Unless you're one of the people affected — and there are millions of them — all these might seem like minor inconveniences, but the underlying aim is to destroy the system: death by a thousand cuts ... or in this case, by millions upon millions of them.
As Social Security Works recently wrote:
The majority of Americans visit SSA’s field offices at critical and, often, stressful moments in their lives. Many are preparing for the important, life-altering decision of applying for retirement or disability benefits. Some are contending with the death of a working spouse. And others, faced with poverty, are applying for SSI. At these moments in their lives, Americans depend on in-person service from staff members who have a detailed understanding of Social Security, and who can offer knowledgeable, personalized and compassionate assistance.
It's not as if delaying any of these vital services actually saves money in the long run. To the contrary, “Failing to invest in customer service is penny-wise and pound-foolish,” Romig says, going on to quote Social Security Commissioner Michael Astrue (a Bush appointee) telling the Senate in 2012:
At some point, we will have to handle every claim that comes to us, every change of address, every direct deposit change, every workers’ compensation change, every request for new or replacement Social Security cards. The longer it takes us to get to this work, the more it costs to do.
Now Republicans in Congress just want to make matters worse, with cuts that will require 10 furlough days — which equates to a two-week shutdown of Social Security. “Government doesn't work,” they're saying, “Watch, we'll show you how to make sure!” The amount of money involved is trivial — about 7 cents for every $100 of benefits paid. And it all comes out of money that recipients have paid into the system themselves.

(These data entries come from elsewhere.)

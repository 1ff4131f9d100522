//! Shared primitive types used across the entire simulation.

use serde::{Deserialize, Serialize};
use std::fmt;

/// A seed for one deterministic stream.
pub type Seed = u64;

/// The canonical sweep run identifier.
pub type RunId = String;

/// Position of a combination in sweep order.
///
/// Stable for a given set of parameter lists, so it doubles as the key
/// that ties a combination to its outcome series and store rows.
#[derive(Debug, Clone, Copy, PartialEq, Eq, PartialOrd, Ord, Hash, Serialize, Deserialize)]
pub struct CombinationId(pub usize);

impl fmt::Display for CombinationId {
    fn fmt(&self, f: &mut fmt::Formatter<'_>) -> fmt::Result {
        write!(f, "#{}", self.0)
    }
}
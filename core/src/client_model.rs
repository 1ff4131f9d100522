use crate::{distributions, rng::LcgStream};

/// Monthly client arrivals.
#[derive(Debug, Clone, Copy, Default)]
pub struct ClientModel;

impl ClientModel {
    pub fn new() -> Self {
        Self
    }

    /// Number of clients arriving this month, Poisson around the average.
    pub fn client_count(&self, stream: &mut LcgStream, average_per_month: u32) -> u32 {
        distributions::poisson(stream, average_per_month as f64)
    }
}
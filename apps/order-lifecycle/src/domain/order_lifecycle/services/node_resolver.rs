//! Node Resolver
//!
//! Picks the one node of an aggregate that a report mutates.

use super::EventClassifier;
use crate::domain::order_lifecycle::aggregate::{OrderNode, OrderState};
use crate::domain::order_lifecycle::value_objects::ExecutionReport;

/// Routes a report to the root or to a (lazily created) child node.
pub struct NodeResolver;

impl NodeResolver {
    /// Resolve the target node for `report`.
    ///
    /// Child reports land on `childOrders[report.orderId]`, created under the
    /// report's parent id on first sight. A child report without an order id
    /// cannot be keyed and falls back to the root.
    pub fn resolve<'a>(state: &'a mut OrderState, report: &ExecutionReport) -> &'a mut OrderNode {
        let root = state.root_mut();
        if !EventClassifier::is_child_target(report) {
            return root;
        }
        match (&report.order_id, &report.parent_id) {
            (Some(child_id), Some(parent_id)) => root.child_entry(child_id, parent_id),
            _ => root,
        }
    }
}
//! Publishes every updated aggregate as a tracing event.

use async_trait::async_trait;

use crate::application::ports::{PublishError, StatePublisherPort};
use crate::domain::order_lifecycle::OrderState;
use crate::domain::shared::OrderId;
use crate::infrastructure::codec::encode_state;

/// Logs each updated aggregate at INFO, tagged with a stream label.
#[derive(Debug, Clone)]
pub struct LoggingStatePublisher {
    label: String,
}

impl LoggingStatePublisher {
    /// Create a publisher that tags every event with `label`.
    #[must_use]
    pub fn new(label: impl Into<String>) -> Self {
        Self {
            label: label.into(),
        }
    }

    /// Get the stream label.
    #[must_use]
    pub fn label(&self) -> &str {
        &self.label
    }
}

#[async_trait]
impl StatePublisherPort for LoggingStatePublisher {
    async fn publish(&self, key: &OrderId, state: &OrderState) -> Result<(), PublishError> {
        let body = encode_state(state).map_err(|e| PublishError::SerializationError {
            message: e.to_string(),
        })?;
        tracing::info!(label = %self.label, key = %key, state = %body, "Order state");
        Ok(())
    }
}
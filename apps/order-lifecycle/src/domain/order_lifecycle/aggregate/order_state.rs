//! Order State Aggregate
//!
//! One lifecycle aggregate per root order id. The root node's fields are
//! flattened into the serialized form, alongside the last action timestamp.

use serde::{Deserialize, Serialize};

use super::OrderNode;
use crate::domain::order_lifecycle::value_objects::{Fill, OrderStatus};
use crate::domain::shared::{OrderId, Quantity, Timestamp};

/// Lifecycle state of a root order and its children.
#[derive(Debug, Clone, Default, PartialEq, Eq, Serialize, Deserialize)]
#[serde(rename_all = "camelCase")]
pub struct OrderState {
    #[serde(flatten)]
    root: OrderNode,
    #[serde(default, skip_serializing_if = "Option::is_none")]
    last_action_timestamp: Option<Timestamp>,
}

impl OrderState {
    /// Create an empty aggregate.
    #[must_use]
    pub fn new() -> Self {
        Self::default()
    }

    /// Get the root order node.
    #[must_use]
    pub const fn root(&self) -> &OrderNode {
        &self.root
    }

    pub(crate) const fn root_mut(&mut self) -> &mut OrderNode {
        &mut self.root
    }

    /// Get the root order id.
    #[must_use]
    pub const fn order_id(&self) -> Option<&OrderId> {
        self.root.order_id()
    }

    /// Get the root status.
    #[must_use]
    pub const fn status(&self) -> OrderStatus {
        self.root.status()
    }

    /// Get the root expected quantity.
    #[must_use]
    pub const fn expected_quantity(&self) -> Quantity {
        self.root.expected_quantity()
    }

    /// Quantity filled across the whole hierarchy.
    #[must_use]
    pub fn filled_quantity(&self) -> Quantity {
        self.root.filled_quantity()
    }

    /// Every fill in the hierarchy, root fills first.
    #[must_use]
    pub fn all_fills(&self) -> Vec<&Fill> {
        self.root.all_fills()
    }

    /// Look up a child of the root.
    #[must_use]
    pub fn child(&self, order_id: &OrderId) -> Option<&OrderNode> {
        self.root.child(order_id)
    }

    /// Wall-clock time of the last report folded into this aggregate.
    #[must_use]
    pub const fn last_action_timestamp(&self) -> Option<Timestamp> {
        self.last_action_timestamp
    }

    /// Adopt the partition key as the root order id if none is set yet.
    pub(crate) fn initialize_key(&mut self, key: &OrderId) {
        self.root.set_order_id_if_absent(key);
    }

    pub(crate) const fn touch(&mut self, at: Timestamp) {
        self.last_action_timestamp = Some(at);
    }
}
//! Process Execution Report Use Case

use std::sync::Arc;

use crate::application::ports::{PublishError, StatePublisherPort};
use crate::domain::order_lifecycle::{
    ExecutionReport, OrderLifecycleAggregator, OrderState, OrderStateStore, StoreError,
    ValidationError,
};
use crate::domain::shared::OrderId;

/// Failure processing one execution report.
#[derive(Debug, Clone, thiserror::Error)]
pub enum ProcessingError {
    /// Report is malformed; the aggregate was not touched.
    #[error(transparent)]
    Validation(#[from] ValidationError),

    /// Report was delivered under a key other than its own root order id.
    #[error("Report for root {derived} delivered under key {key}")]
    PartitionMismatch {
        /// Delivery key.
        key: OrderId,
        /// Root order id derived from the report.
        derived: OrderId,
    },

    /// Loading or saving the aggregate failed.
    #[error(transparent)]
    Store(#[from] StoreError),

    /// The aggregate was saved but could not be published.
    #[error(transparent)]
    Publish(#[from] PublishError),
}

impl ProcessingError {
    /// Returns true if the report itself was at fault (as opposed to the
    /// store or publisher).
    #[must_use]
    pub const fn is_rejection(&self) -> bool {
        matches!(self, Self::Validation(_) | Self::PartitionMismatch { .. })
    }
}

/// Use case for folding one execution report into its root aggregate.
///
/// Validate, load (or start) the aggregate, fold, save, publish.
pub struct ProcessExecutionReportUseCase<S, P>
where
    S: OrderStateStore,
    P: StatePublisherPort,
{
    store: Arc<S>,
    publisher: Arc<P>,
    aggregator: OrderLifecycleAggregator,
}

impl<S, P> ProcessExecutionReportUseCase<S, P>
where
    S: OrderStateStore,
    P: StatePublisherPort,
{
    /// Create a new `ProcessExecutionReportUseCase`.
    pub const fn new(
        store: Arc<S>,
        publisher: Arc<P>,
        aggregator: OrderLifecycleAggregator,
    ) -> Self {
        Self {
            store,
            publisher,
            aggregator,
        }
    }

    /// Get the state store.
    #[must_use]
    pub const fn store(&self) -> &Arc<S> {
        &self.store
    }

    /// Fold `report` into the aggregate stored under `key`.
    ///
    /// Returns the updated aggregate.
    ///
    /// # Errors
    ///
    /// Returns error if the report is malformed, was delivered under the
    /// wrong key, or the store or publisher fails.
    pub async fn execute(
        &self,
        key: &OrderId,
        report: ExecutionReport,
    ) -> Result<OrderState, ProcessingError> {
        // 1. Reject malformed reports before they reach the fold
        report.validate()?;

        // 2. Child reports must arrive under their root's key
        let derived = report
            .partition_key()
            .ok_or(ValidationError::MissingOrderId)?;
        if derived != key {
            return Err(ProcessingError::PartitionMismatch {
                key: key.clone(),
                derived: derived.clone(),
            });
        }

        // 3. Load or start the aggregate
        let previous = self.store.get(key).await?.unwrap_or_default();

        // 4. Fold
        let state = self.aggregator.aggregate(key, &report, previous);

        // 5. Save
        self.store.put(key, &state).await?;

        tracing::debug!(
            order_id = %key,
            status = %state.status(),
            filled = %state.filled_quantity(),
            expected = %state.expected_quantity(),
            "Order state updated"
        );

        // 6. Publish
        self.publisher.publish(key, &state).await?;

        Ok(state)
    }
}

#[cfg(test)]
mod tests {
    use super::*;
    use crate::application::ports::NoOpStatePublisher;
    use crate::domain::order_lifecycle::OrderStatus;
    use crate::domain::shared::{Price, Quantity};
    use async_trait::async_trait;
    use std::collections::HashMap;
    use std::sync::RwLock;

    #[derive(Default)]
    struct MapStore {
        states: RwLock<HashMap<OrderId, OrderState>>,
    }

    #[async_trait]
    impl OrderStateStore for MapStore {
        async fn get(&self, key: &OrderId) -> Result<Option<OrderState>, StoreError> {
            Ok(self.states.read().unwrap().get(key).cloned())
        }

        async fn put(&self, key: &OrderId, state: &OrderState) -> Result<(), StoreError> {
            self.states
                .write()
                .unwrap()
                .insert(key.clone(), state.clone());
            Ok(())
        }

        async fn keys(&self) -> Result<Vec<OrderId>, StoreError> {
            let mut keys: Vec<_> = self.states.read().unwrap().keys().cloned().collect();
            keys.sort();
            Ok(keys)
        }

        async fn len(&self) -> Result<usize, StoreError> {
            Ok(self.states.read().unwrap().len())
        }
    }

    struct FailingPublisher;

    #[async_trait]
    impl StatePublisherPort for FailingPublisher {
        async fn publish(&self, _key: &OrderId, _state: &OrderState) -> Result<(), PublishError> {
            Err(PublishError::PublishFailed {
                message: "downstream closed".to_string(),
            })
        }
    }

    fn use_case() -> ProcessExecutionReportUseCase<MapStore, NoOpStatePublisher> {
        ProcessExecutionReportUseCase::new(
            Arc::new(MapStore::default()),
            Arc::new(NoOpStatePublisher),
            OrderLifecycleAggregator::default(),
        )
    }

    #[tokio::test]
    async fn folds_and_saves() {
        let use_case = use_case();
        let key = OrderId::new("ord-1");

        use_case
            .execute(
                &key,
                ExecutionReport::order_definition("ord-1", "d", Quantity::from_i64(10)),
            )
            .await
            .unwrap();
        let state = use_case
            .execute(
                &key,
                ExecutionReport::fill("ord-1", "f1", Quantity::from_i64(10), Price::ZERO),
            )
            .await
            .unwrap();

        assert_eq!(state.status(), OrderStatus::Filled);
        let stored = use_case.store().get(&key).await.unwrap().unwrap();
        assert_eq!(stored, state);
    }

    #[tokio::test]
    async fn malformed_report_leaves_store_untouched() {
        let use_case = use_case();
        let key = OrderId::new("ord-1");

        let err = use_case
            .execute(
                &key,
                ExecutionReport::fill("ord-1", "f1", Quantity::ZERO, Price::ZERO),
            )
            .await
            .unwrap_err();

        assert!(matches!(err, ProcessingError::Validation(_)));
        assert!(err.is_rejection());
        assert_eq!(use_case.store().len().await.unwrap(), 0);
    }

    #[tokio::test]
    async fn child_report_under_wrong_key_is_rejected() {
        let use_case = use_case();

        let err = use_case
            .execute(
                &OrderId::new("c1"),
                ExecutionReport::fill("c1", "f1", Quantity::from_i64(1), Price::ZERO)
                    .with_parent("root"),
            )
            .await
            .unwrap_err();

        match err {
            ProcessingError::PartitionMismatch { key, derived } => {
                assert_eq!(key, OrderId::new("c1"));
                assert_eq!(derived, OrderId::new("root"));
            }
            other => panic!("unexpected error: {other}"),
        }
        assert!(use_case.store().is_empty().await.unwrap());
    }

    #[tokio::test]
    async fn publish_failure_is_reported_after_save() {
        let use_case = ProcessExecutionReportUseCase::new(
            Arc::new(MapStore::default()),
            Arc::new(FailingPublisher),
            OrderLifecycleAggregator::default(),
        );
        let key = OrderId::new("ord-1");

        let err = use_case
            .execute(
                &key,
                ExecutionReport::order_definition("ord-1", "d", Quantity::from_i64(10)),
            )
            .await
            .unwrap_err();

        assert!(matches!(err, ProcessingError::Publish(_)));
        assert!(!err.is_rejection());
        assert_eq!(use_case.store().len().await.unwrap(), 1);
    }
}
//! Writes every updated aggregate to an output stream as JSON lines.

use async_trait::async_trait;
use serde::Serialize;
use tokio::io::{AsyncWrite, AsyncWriteExt, Stdout};
use tokio::sync::Mutex;

use crate::application::ports::{PublishError, StatePublisherPort};
use crate::domain::order_lifecycle::OrderState;
use crate::domain::shared::OrderId;

#[derive(Serialize)]
struct OutputLine<'a> {
    label: &'a str,
    key: &'a OrderId,
    state: &'a OrderState,
}

/// Emits `{"label": .., "key": .., "state": {..}}` per update.
///
/// Writes are serialized through a mutex so lines from concurrent workers
/// never interleave.
#[derive(Debug)]
pub struct JsonLinesStatePublisher<W> {
    label: String,
    writer: Mutex<W>,
}

/// JSON lines publisher bound to the process stdout.
pub type StdoutStatePublisher = JsonLinesStatePublisher<Stdout>;

impl StdoutStatePublisher {
    /// Create a publisher writing to stdout.
    #[must_use]
    pub fn stdout(label: impl Into<String>) -> Self {
        Self::new(label, tokio::io::stdout())
    }
}

impl<W> JsonLinesStatePublisher<W>
where
    W: AsyncWrite + Unpin + Send,
{
    /// Create a publisher writing to `writer`.
    pub fn new(label: impl Into<String>, writer: W) -> Self {
        Self {
            label: label.into(),
            writer: Mutex::new(writer),
        }
    }

    /// Consume the publisher and return the writer.
    pub fn into_inner(self) -> W {
        self.writer.into_inner()
    }
}

#[async_trait]
impl<W> StatePublisherPort for JsonLinesStatePublisher<W>
where
    W: AsyncWrite + Unpin + Send,
{
    async fn publish(&self, key: &OrderId, state: &OrderState) -> Result<(), PublishError> {
        let mut line = serde_json::to_vec(&OutputLine {
            label: &self.label,
            key,
            state,
        })
        .map_err(|e| PublishError::SerializationError {
            message: e.to_string(),
        })?;
        line.push(b'\n');

        let mut writer = self.writer.lock().await;
        writer
            .write_all(&line)
            .await
            .map_err(|e| PublishError::PublishFailed {
                message: e.to_string(),
            })?;
        writer.flush().await.map_err(|e| PublishError::PublishFailed {
            message: e.to_string(),
        })
    }
}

Bear in mind, this is what the “responsible Republicans” in Washington are doing — more of what they've been doing since the 2010 midterms gave them control of the House. Trump, of course, has nothing to say about it. Yet this is the epitome of what he repeatedly rails against — the way elite politicians treat hardworking Americans with disdain. The fact that it's happening in the middle of a campaign when Trump is supposedly repudiating GOP austerity and fighting for the working class only sharpens the irony.
This shouldn't surprise anyone. Back in May, Joshua Green reported for Bloomberg on Trump's courting of the GOP establishment. The meeting with Speaker Paul Ryan was well worth recalling:
According to a source in the room, Trump criticized Ryan’s proposed entitlement cuts as unfair and politically foolish. “From a moral standpoint, I believe in it,” Trump told Ryan. “But you also have to get elected. And there’s no way a Republican is going to beat a Democrat when the Republican is saying, ‘We’re going to cut your Social Security’ and the Democrat is saying, ‘We’re going to keep it and give you more.’”
So there it is, as clear as day: Trump will be happy to sign off on Ryan's agenda after getting elected. He just knows damn well it's not what the American people want. The core of the agenda is first cuts, and then privatization. But slashing services in the meantime is key to souring the public on fighting against what's coming next.